A Napoli e Caserta, i Rettorati delle rispettive università degli studi sono stati occupati invece dagli operatori universitari, studenti, assegnisti, corsisti e dottorandi. nell'ambito della protesta che si è protratta per diverse ore, c'è stato anche un incontro a cui ha partecipato il rettore del secondo ateneo, Antonio Grella, incentrato su molti aspetti della riforma stessa che, secondo i manifestanti, potrebbe determinare alterazioni e penalizzazioni del sistema formativo e della ricerca.
A Pisa, docenti, ricercatori, precari, studenti, si sono trovati tutti assieme per dire no alla riforma. Chi transitava dai Lungarni ha visto un fiume di persone, quasi cinquecento, sfilare fin sotto il rettorato, che è stato simbolicamente occupato. All' interno della Sala dei Mappamondi, è stato letto il testo di un documento inviato all'attenzione del ministro dell'Istruzione, dove si chiede l'immediato ritiro del decreto definito "l'estremizzazione di un processo di precarizzazione della ricerca e dell'insegnamento universitario". La protesta ha saldato per una volta le posizioni di chi nelle facoltà lavora e di chi vi studia, seppur con alcuni distinguo. I ricercatori hanno infatti cercato solidarietà presso gli organi accademici. Studenti e precari, di fatto fuori dall'Università, hanno criticato in parte anche l' ateneo. Secondo Daniele Ippolito, dottorando in Fisica, "l'università pisana ha costituito essa stessa un laboratorio della precarietà, sia per la ricerca, sia per i lavoratori tecnici e amministrativi".
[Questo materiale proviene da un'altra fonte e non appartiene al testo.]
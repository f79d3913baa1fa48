use proc_macro::TokenStream;
use quote::quote;
use syn::{Data, DeriveInput, Fields, parse_macro_input};

/// Derive macro for implementing the `AuditRecord` trait.
///
/// # Struct-level Attribute
///
/// Use `#[audit("custom_action_name")]` on the struct to override the action name.
/// By default, the action name is the struct name in snake_case with a trailing
/// `_record` removed, so `TopicCreatedRecord` logs as `topic_created`.
///
/// # Field Attributes
///
/// - `#[audit(skip)]` - Never log this field
/// - `#[audit(debug)]` - Use Debug formatting (`?`) instead of the default Display formatting (`%`)
/// - `#[audit(skip_none)]` - For `Option<T>` fields: omit the field when `None`, log the inner value when `Some`
///
/// Attributes can be combined, e.g., `#[audit(skip_none, debug)]`
///
/// The generated code expects `AuditRecord`, `AuditContextData` and `AUDIT_LOG_EVENT_SOURCE`
/// to be in scope at the derive site.
///
/// # Examples
///
/// ```ignore
/// use broker_audit_logging_derive::AuditRecord;
///
/// #[derive(AuditRecord)]
/// #[audit("topic_purged")]
/// struct PurgeRecord {
///     topic: String,
///     #[audit(skip)]
///     internal_handle: u64,
///     #[audit(skip_none)]
///     error: Option<String>,
///     #[audit(debug)]
///     partitions: Vec<i32>,
/// }
/// ```
#[proc_macro_derive(AuditRecord, attributes(audit))]
pub fn derive_audit_record(input: TokenStream) -> TokenStream {
    let input = parse_macro_input!(input as DeriveInput);
    let name = &input.ident;

    let action = input
        .attrs
        .iter()
        .find(|a| a.path().is_ident("audit"))
        .and_then(|a| a.parse_args::<syn::LitStr>().ok())
        .map(|lit| lit.value())
        .unwrap_or_else(|| default_action_name(&name.to_string()));

    let fields = match &input.data {
        Data::Struct(data) => match &data.fields {
            Fields::Named(fields) => &fields.named,
            _ => panic!("AuditRecord only supports named fields"),
        },
        _ => panic!("AuditRecord only supports structs"),
    };

    let field_attrs: Vec<FieldAttrs> = fields.iter().map(parse_field_attrs).collect();

    let static_field_logs: Vec<_> = fields
        .iter()
        .zip(field_attrs.iter())
        .filter(|(_, attrs)| !attrs.skip && !attrs.skip_none)
        .map(|(field, attrs)| generate_field_log(field.ident.as_ref(), attrs))
        .collect();

    let optional_fields: Vec<_> = fields
        .iter()
        .zip(field_attrs.iter())
        .filter(|(_, attrs)| !attrs.skip && attrs.skip_none)
        .collect();

    let optional_empty_fields: Vec<_> = optional_fields
        .iter()
        .map(|(field, _)| {
            let name = &field.ident;
            quote! { #name = tracing::field::Empty }
        })
        .collect();

    let optional_records: Vec<_> = optional_fields
        .iter()
        .map(|(field, attrs)| {
            let name = &field.ident;
            let name_str = name.as_ref().map(ToString::to_string).unwrap_or_default();
            if attrs.debug {
                quote! {
                    if let Some(ref val) = self.#name {
                        span.record(#name_str, tracing::field::debug(val));
                    }
                }
            } else {
                quote! {
                    if let Some(ref val) = self.#name {
                        span.record(#name_str, tracing::field::display(val));
                    }
                }
            }
        })
        .collect();

    let expanded = quote! {
        impl AuditRecord for #name {
            fn action(&self) -> &'static str {
                #action
            }

            fn log<D: AuditContextData>(&self, ctx: &D) {
                let request_context = ctx.request_context();

                let span = tracing::info_span!(
                    #action,
                    event_source = AUDIT_LOG_EVENT_SOURCE,
                    event_id = tracing::field::Empty,
                    principal = %request_context.principal,
                    client_id = %request_context.client_id,
                    #(#static_field_logs,)*
                    #(#optional_empty_fields,)*
                );

                if let Some(event_id) = ctx.event_id() {
                    span.record("event_id", tracing::field::display(event_id));
                }
                #(#optional_records)*

                span.in_scope(|| {
                    tracing::info!("{}", self.action());
                });
            }

            fn log_without_context(&self) {
                let span = tracing::info_span!(
                    #action,
                    event_source = AUDIT_LOG_EVENT_SOURCE,
                    #(#static_field_logs,)*
                    #(#optional_empty_fields,)*
                );

                #(#optional_records)*

                span.in_scope(|| {
                    tracing::info!("{}", self.action());
                });
            }
        }
    };

    TokenStream::from(expanded)
}

#[derive(Clone, Default)]
struct FieldAttrs {
    skip: bool,
    debug: bool,
    skip_none: bool,
}

fn parse_field_attrs(field: &syn::Field) -> FieldAttrs {
    let mut attrs = FieldAttrs::default();

    for attr in &field.attrs {
        if !attr.path().is_ident("audit") {
            continue;
        }

        let nested = attr
            .parse_args_with(
                syn::punctuated::Punctuated::<syn::Ident, syn::Token![,]>::parse_terminated,
            )
            .unwrap_or_else(|e| panic!("Malformed audit attribute: {e}"));
        for ident in nested {
            match ident.to_string().as_str() {
                "skip" => attrs.skip = true,
                "debug" => attrs.debug = true,
                "skip_none" => attrs.skip_none = true,
                other => panic!("Unknown audit attribute: {other}"),
            }
        }
    }

    attrs
}

fn generate_field_log(name: Option<&syn::Ident>, attrs: &FieldAttrs) -> proc_macro2::TokenStream {
    if attrs.debug {
        quote! { #name = ?self.#name }
    } else {
        quote! { #name = %self.#name }
    }
}

fn default_action_name(struct_name: &str) -> String {
    let snake = to_snake_case(struct_name);
    if let Some(stripped) = snake.strip_suffix("_record") {
        return stripped.to_string();
    }
    snake
}

fn to_snake_case(s: &str) -> String {
    let mut result = String::new();
    for (i, c) in s.chars().enumerate() {
        if c.is_uppercase() && i > 0 {
            result.push('_');
        }
        result.extend(c.to_lowercase());
    }
    result
}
Anche l'Università di Sassari ha partecipato alla protesta nazionale contro la Moratti. L'occupazione simbolica del rettorato non c'è stata, ma si è svolta a partire dalle 9,30 un'assemblea autoconvocata in aula magna con rappresentanti di docenti, studenti e genitori, aperta dal rettore Alessandro Maida. La facciata e l'interno dell'ateneo sono stati addobbati con decine di striscioni, per lo più sarcastici, contro il ministro dell'Istruzione. Per il 23 marzo prossimo la Cgil scuola ha intanto proclamato la prima giornata di lotta dei precari dell'Università per l'assunzione di almeno ventimila ricercatori ed il ritiro immediato del ddl Moratti.
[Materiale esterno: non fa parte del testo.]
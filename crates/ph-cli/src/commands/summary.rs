//! Per-cycle prepaid usage summary.

use std::fmt::Write;

use anyhow::{Context, Result};
use ph_core::{AllocationEngine, ClientId, PrepaidMonthSummary};
use ph_db::Database;

/// Builds the usage summary for all of a client's entries.
pub fn build(db: &mut Database, client_id: &ClientId) -> Result<Vec<PrepaidMonthSummary>> {
    let client = db
        .get_client(client_id)
        .context("failed to look up client")?
        .with_context(|| format!("unknown client: {client_id}"))?;

    let entries = db
        .list_entries(client_id, None, None)
        .context("failed to list entries")?;

    let engine = AllocationEngine::new(Some(&client), None, db);
    engine
        .build_summary(&entries)
        .context("failed to build summary")
}

/// Format summaries for human-readable output.
pub fn format_summaries(summaries: &[PrepaidMonthSummary]) -> String {
    let mut output = String::new();

    if summaries.is_empty() {
        writeln!(output, "No prepaid usage: no active plan or no dated entries.").unwrap();
        return output;
    }

    writeln!(
        output,
        "{:<10}  {:>7}  {:>8}  {:>9}",
        "Cycle", "Plan", "Consumed", "Remaining"
    )
    .unwrap();
    for summary in summaries {
        writeln!(
            output,
            "{:<10}  {:>7}  {:>8}  {:>9}",
            summary.allocation_month.format("%Y-%m-%d").to_string(),
            summary.plan_hours.to_string(),
            summary.consumed_hours.to_string(),
            summary.remaining_hours.to_string(),
        )
        .unwrap();
    }

    output
}

/// Runs the summary command.
pub fn run(db: &mut Database, client: &str, json: bool) -> Result<()> {
    let client_id = ClientId::new(client).context("invalid client ID")?;
    let summaries = build(db, &client_id)?;

    if json {
        println!("{}", serde_json::to_string_pretty(&summaries)?);
    } else {
        print!("{}", format_summaries(&summaries));
    }

    Ok(())
}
Anche il rettorato dell'Università de l'Aquila, come quelli di tutta Italia, è stato occupato simbolicamente da docenti, ricercatori e studenti. Erano presenti all'assemblea di ateneo tutti i rappresentanti sindacali della docenza universitaria che contestano una riforma dello stato giuridico "caratterizzata dal precariato" che "danneggia la qualità del sistema ed esercita scarsa attrazione sui giovani migliori". Docenti e ricercatori, rifiutando l'articolazione della docenza a due fasce, chiedono, invece, che si crei immediatamente "la terza fascia per tutti gli attuali ricercatori" e venga "varato un progetto di reclutamento straordinario". Tra le altre critiche, quella relativa all'abolizione della distinzione tra tempo pieno e tempo definito, che "svilisce l'impegno di quei docenti che dedicano all'università tutte le proprie energie" e quella riguardante la gestione nazionale dei concorsi.
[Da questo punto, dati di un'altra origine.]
//! Prepaid plan and billing cycle resolution.
//!
//! The allocation engine consumes cycle resolution through the
//! [`PrepaidClient`] trait; it never computes cycle boundaries itself. The
//! canonical implementation is [`PrepaidPlan`], a monthly cycle anchored on a
//! day of the month.

use chrono::{DateTime, Datelike, NaiveDate, Utc};
use serde::{Deserialize, Serialize};

use crate::hours::Hours;
use crate::types::{ClientId, ValidationError};

/// A client with (or without) a prepaid hours plan.
///
/// This trait is the engine's view of the client entity: whether the plan is
/// active, how many hours each cycle grants, and which cycle a timestamp
/// falls in.
pub trait PrepaidClient {
    /// The client's identifier, used to key ledger rows.
    fn id(&self) -> &ClientId;

    /// Whether the prepaid plan is active.
    fn plan_enabled(&self) -> bool;

    /// The per-cycle allowance.
    fn plan_hours(&self) -> Hours;

    /// Maps a timestamp to the start date of the billing cycle containing it.
    fn cycle_start(&self, at: DateTime<Utc>) -> NaiveDate;
}

/// A monthly prepaid plan anchored on a day of the month.
///
/// Cycles run from the anchor day (clamped to the month's length) to the day
/// before the next month's anchor. An anchor day of 1 gives plain calendar
/// months.
#[derive(Debug, Clone, PartialEq, Eq, Serialize, Deserialize)]
pub struct PrepaidPlan {
    client_id: ClientId,
    enabled: bool,
    hours_per_cycle: Hours,
    anchor_day: u32,
}

impl PrepaidPlan {
    /// Creates an active plan. The anchor day must be in 1..=31.
    pub fn new(
        client_id: ClientId,
        hours_per_cycle: Hours,
        anchor_day: u32,
    ) -> Result<Self, ValidationError> {
        if !(1..=31).contains(&anchor_day) {
            return Err(ValidationError::AnchorDayOutOfRange { value: anchor_day });
        }
        Ok(Self {
            client_id,
            enabled: true,
            hours_per_cycle,
            anchor_day,
        })
    }

    /// Creates a disabled plan: the engine passes every entry through at the
    /// normal rate, but cycle resolution stays available for display.
    #[must_use]
    pub const fn disabled(client_id: ClientId) -> Self {
        Self {
            client_id,
            enabled: false,
            hours_per_cycle: Hours::ZERO,
            anchor_day: 1,
        }
    }

    /// Returns the anchor day of month.
    #[must_use]
    pub const fn anchor_day(&self) -> u32 {
        self.anchor_day
    }
}

impl PrepaidClient for PrepaidPlan {
    fn id(&self) -> &ClientId {
        &self.client_id
    }

    fn plan_enabled(&self) -> bool {
        self.enabled
    }

    fn plan_hours(&self) -> Hours {
        self.hours_per_cycle
    }

    fn cycle_start(&self, at: DateTime<Utc>) -> NaiveDate {
        monthly_cycle_start(self.anchor_day, at)
    }
}

/// Maps a timestamp to the start of the anchored monthly cycle containing it.
///
/// Shared by [`PrepaidPlan`] and by storage-layer client records that carry
/// the same anchored-month plan shape.
#[must_use]
pub fn monthly_cycle_start(anchor_day: u32, at: DateTime<Utc>) -> NaiveDate {
    let date = at.date_naive();
    let anchor = month_anchor(date.year(), date.month(), anchor_day);
    if date >= anchor {
        anchor
    } else {
        let (year, month) = if date.month() == 1 {
            (date.year() - 1, 12)
        } else {
            (date.year(), date.month() - 1)
        };
        month_anchor(year, month, anchor_day)
    }
}

/// The anchor day within a given month, clamped to the month's length
/// (e.g. anchor 31 in February resolves to the 28th or 29th).
fn month_anchor(year: i32, month: u32, anchor_day: u32) -> NaiveDate {
    (1..=anchor_day.min(31))
        .rev()
        .find_map(|day| NaiveDate::from_ymd_opt(year, month, day))
        .unwrap_or_default()
}

#[cfg(test)]
mod tests {
    use super::*;
    use chrono::TimeZone;

    fn plan(anchor_day: u32) -> PrepaidPlan {
        PrepaidPlan::new(
            ClientId::new("acme").unwrap(),
            Hours::from_centihours(500),
            anchor_day,
        )
        .unwrap()
    }

    fn at(year: i32, month: u32, day: u32) -> DateTime<Utc> {
        Utc.with_ymd_and_hms(year, month, day, 12, 0, 0)
            .single()
            .expect("valid test timestamp")
    }

    fn date(year: i32, month: u32, day: u32) -> NaiveDate {
        NaiveDate::from_ymd_opt(year, month, day).expect("valid test date")
    }

    #[test]
    fn anchor_day_one_gives_calendar_months() {
        let plan = plan(1);
        assert_eq!(plan.cycle_start(at(2025, 3, 1)), date(2025, 3, 1));
        assert_eq!(plan.cycle_start(at(2025, 3, 31)), date(2025, 3, 1));
    }

    #[test]
    fn timestamps_before_anchor_fall_in_previous_cycle() {
        let plan = plan(15);
        assert_eq!(plan.cycle_start(at(2025, 3, 14)), date(2025, 2, 15));
        assert_eq!(plan.cycle_start(at(2025, 3, 15)), date(2025, 3, 15));
        assert_eq!(plan.cycle_start(at(2025, 3, 16)), date(2025, 3, 15));
    }

    #[test]
    fn january_wraps_to_previous_year() {
        let plan = plan(15);
        assert_eq!(plan.cycle_start(at(2025, 1, 10)), date(2024, 12, 15));
    }

    #[test]
    fn anchor_clamps_to_month_length() {
        let plan = plan(31);
        // February has no 31st; the cycle starts on the 28th.
        assert_eq!(plan.cycle_start(at(2025, 2, 28)), date(2025, 2, 28));
        assert_eq!(plan.cycle_start(at(2025, 2, 27)), date(2025, 1, 31));
        // Leap year.
        assert_eq!(plan.cycle_start(at(2024, 2, 29)), date(2024, 2, 29));
    }

    #[test]
    fn rejects_out_of_range_anchor() {
        let client = ClientId::new("acme").unwrap();
        assert!(PrepaidPlan::new(client.clone(), Hours::ZERO, 0).is_err());
        assert!(PrepaidPlan::new(client, Hours::ZERO, 32).is_err());
    }

    #[test]
    fn disabled_plan_still_resolves_cycles() {
        let plan = PrepaidPlan::disabled(ClientId::new("acme").unwrap());
        assert!(!plan.plan_enabled());
        assert_eq!(plan.cycle_start(at(2025, 6, 20)), date(2025, 6, 1));
    }
}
L'università di Palermo è invece "a lutto". Insegnanti, ricercatori e iscritti dell'ateneo che hanno partecipato a un'assemblea a palazzo Steri, sede del rettorato, portavano sul petto un badge con il "sigillum", simbolo dell'università, listato a nero e la scritta "No al ddl Moratti". Sono state attuate un'occupazione simbolica del rettorato e la sospensione delle lezioni per unirsi alle proteste indette in tutta Italia. In prima fila anche il rettore Giuseppe Silvestri, e il giurista Giovanni Fiandaca, leader siciliano del movimento dei Professori e tra gli organizzatori di un sit-in che si svolgerà sabato alle 17, nella centralissima piazza Politeama. Per venerdì, invece, è in programma un dibattito al liceo classico "Meli", mentre nella facoltà di Farmacia è convocata una nuova assemblea e per tutta la settimana le attività didattiche saranno sospese. Già nei giorni scorsi, a Lettere, si era svolta un'assemblea alla presenza di circa un migliaio di docenti e studenti per discutere sul progetto di riforma. Gli studenti si sono dati appuntamento per l'8 marzo, alla facoltà di Lettere, per un altro momento di protesta e dibattito. Iniziativa itinerante dei Cobas, che vanno in giro con un "bus demorattizzante" distribuendo materiale informativo sulle ragioni del no.
Proteste anche nelle altre due università siciliane, quelle di Catania e Messina. A Catania un migliaio di docenti, ricercatori, funzionari amministrativi e studenti hanno occupato simbolicamente il rettorato, dove si è è tenuta un'assemblea. A Messina, dove studiano anche centinaia di giovani calabresi, i dimostranti si sono invece riuniti nella facoltà di Lettere.